### WHAT YOU WILL DO
Every line that contains the word "super" is to be copied from the listing.

━━ PROVIDED RECORDS

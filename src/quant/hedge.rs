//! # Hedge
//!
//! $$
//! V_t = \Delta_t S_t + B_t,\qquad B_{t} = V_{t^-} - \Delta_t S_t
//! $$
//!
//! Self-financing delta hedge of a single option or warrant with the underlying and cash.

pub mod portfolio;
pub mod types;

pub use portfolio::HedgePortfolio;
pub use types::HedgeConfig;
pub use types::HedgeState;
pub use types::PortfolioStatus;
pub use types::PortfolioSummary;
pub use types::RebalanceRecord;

━━━━
━━ PROVIDED RECORDS

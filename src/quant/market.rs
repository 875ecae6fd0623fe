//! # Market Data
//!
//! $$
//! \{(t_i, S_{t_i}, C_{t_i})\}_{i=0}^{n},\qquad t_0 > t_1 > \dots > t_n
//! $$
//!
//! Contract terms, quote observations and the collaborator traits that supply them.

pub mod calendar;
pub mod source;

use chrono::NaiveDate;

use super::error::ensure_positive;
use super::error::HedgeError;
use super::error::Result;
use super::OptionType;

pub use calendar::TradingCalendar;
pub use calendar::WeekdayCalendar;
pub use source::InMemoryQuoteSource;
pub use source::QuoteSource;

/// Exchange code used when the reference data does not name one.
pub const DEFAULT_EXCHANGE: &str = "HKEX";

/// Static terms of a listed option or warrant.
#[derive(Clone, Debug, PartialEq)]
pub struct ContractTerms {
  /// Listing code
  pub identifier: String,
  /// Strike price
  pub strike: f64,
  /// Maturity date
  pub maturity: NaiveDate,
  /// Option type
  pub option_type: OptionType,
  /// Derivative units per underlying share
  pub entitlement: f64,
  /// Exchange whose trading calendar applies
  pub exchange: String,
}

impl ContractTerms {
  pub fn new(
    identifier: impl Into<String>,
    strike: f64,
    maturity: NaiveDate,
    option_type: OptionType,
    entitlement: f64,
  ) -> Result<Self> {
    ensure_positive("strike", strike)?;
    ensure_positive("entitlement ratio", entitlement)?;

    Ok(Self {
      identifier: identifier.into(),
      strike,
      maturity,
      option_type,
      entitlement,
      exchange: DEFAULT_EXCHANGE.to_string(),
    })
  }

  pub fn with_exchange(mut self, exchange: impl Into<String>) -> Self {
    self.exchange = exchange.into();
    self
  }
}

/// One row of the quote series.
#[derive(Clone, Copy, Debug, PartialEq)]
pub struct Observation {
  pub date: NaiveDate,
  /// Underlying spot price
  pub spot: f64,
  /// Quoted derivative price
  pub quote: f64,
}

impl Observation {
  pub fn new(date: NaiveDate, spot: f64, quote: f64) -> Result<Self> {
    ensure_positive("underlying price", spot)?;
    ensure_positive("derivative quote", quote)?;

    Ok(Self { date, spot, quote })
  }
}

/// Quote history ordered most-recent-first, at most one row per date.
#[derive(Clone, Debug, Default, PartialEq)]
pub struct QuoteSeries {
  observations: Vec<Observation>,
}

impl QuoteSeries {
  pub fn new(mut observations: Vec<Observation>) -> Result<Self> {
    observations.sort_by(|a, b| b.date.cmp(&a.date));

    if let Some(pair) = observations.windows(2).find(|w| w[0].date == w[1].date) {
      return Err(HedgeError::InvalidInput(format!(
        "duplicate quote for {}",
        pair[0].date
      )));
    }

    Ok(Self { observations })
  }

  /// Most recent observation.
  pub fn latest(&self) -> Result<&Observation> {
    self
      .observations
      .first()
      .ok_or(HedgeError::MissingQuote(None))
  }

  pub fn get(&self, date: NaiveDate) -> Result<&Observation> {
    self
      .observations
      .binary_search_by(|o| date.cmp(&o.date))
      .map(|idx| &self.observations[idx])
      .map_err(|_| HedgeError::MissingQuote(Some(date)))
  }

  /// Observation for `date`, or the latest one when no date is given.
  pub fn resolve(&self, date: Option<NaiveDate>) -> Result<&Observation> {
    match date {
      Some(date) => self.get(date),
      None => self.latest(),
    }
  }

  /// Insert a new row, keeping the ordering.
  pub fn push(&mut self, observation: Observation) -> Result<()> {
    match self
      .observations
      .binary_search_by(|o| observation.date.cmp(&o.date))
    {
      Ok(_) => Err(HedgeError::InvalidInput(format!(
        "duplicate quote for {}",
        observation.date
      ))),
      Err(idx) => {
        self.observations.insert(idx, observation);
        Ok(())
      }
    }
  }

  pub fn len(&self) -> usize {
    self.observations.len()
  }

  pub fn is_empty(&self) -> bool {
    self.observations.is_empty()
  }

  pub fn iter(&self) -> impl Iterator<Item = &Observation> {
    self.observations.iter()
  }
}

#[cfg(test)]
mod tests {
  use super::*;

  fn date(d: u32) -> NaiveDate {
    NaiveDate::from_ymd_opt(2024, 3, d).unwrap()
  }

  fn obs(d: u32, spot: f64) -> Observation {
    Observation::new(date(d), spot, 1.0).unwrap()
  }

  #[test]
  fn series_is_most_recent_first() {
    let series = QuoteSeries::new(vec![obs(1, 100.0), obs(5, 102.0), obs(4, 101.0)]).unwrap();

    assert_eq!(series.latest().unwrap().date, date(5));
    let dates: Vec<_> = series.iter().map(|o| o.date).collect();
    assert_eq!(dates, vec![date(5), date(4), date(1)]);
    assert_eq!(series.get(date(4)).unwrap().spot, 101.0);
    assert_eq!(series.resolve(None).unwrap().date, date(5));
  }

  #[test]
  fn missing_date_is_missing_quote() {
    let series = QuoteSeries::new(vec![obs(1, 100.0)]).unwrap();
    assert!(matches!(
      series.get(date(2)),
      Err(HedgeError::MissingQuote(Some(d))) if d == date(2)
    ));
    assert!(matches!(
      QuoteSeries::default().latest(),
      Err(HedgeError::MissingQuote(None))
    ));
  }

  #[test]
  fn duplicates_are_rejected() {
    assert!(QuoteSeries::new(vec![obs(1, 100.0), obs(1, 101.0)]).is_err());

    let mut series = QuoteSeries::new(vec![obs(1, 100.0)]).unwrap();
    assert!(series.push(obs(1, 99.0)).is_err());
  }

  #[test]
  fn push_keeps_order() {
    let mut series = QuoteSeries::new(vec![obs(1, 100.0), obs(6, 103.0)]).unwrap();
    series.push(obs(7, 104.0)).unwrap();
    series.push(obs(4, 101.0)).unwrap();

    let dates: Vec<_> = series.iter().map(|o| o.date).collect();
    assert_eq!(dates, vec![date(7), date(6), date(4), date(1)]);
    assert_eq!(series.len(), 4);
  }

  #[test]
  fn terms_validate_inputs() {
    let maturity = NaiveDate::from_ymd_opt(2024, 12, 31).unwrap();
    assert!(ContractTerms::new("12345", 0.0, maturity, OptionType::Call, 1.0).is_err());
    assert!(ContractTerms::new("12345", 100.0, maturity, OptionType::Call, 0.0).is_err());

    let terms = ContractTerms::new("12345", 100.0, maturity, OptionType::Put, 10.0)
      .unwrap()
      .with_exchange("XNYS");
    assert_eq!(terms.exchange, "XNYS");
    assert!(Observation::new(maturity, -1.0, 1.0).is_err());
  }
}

━━━━

### EXPECTED ANSWER
use super::error::ensure_positive;
use super::error::HedgeError;
use super::error::Result;
use super::OptionType;
  use super::*;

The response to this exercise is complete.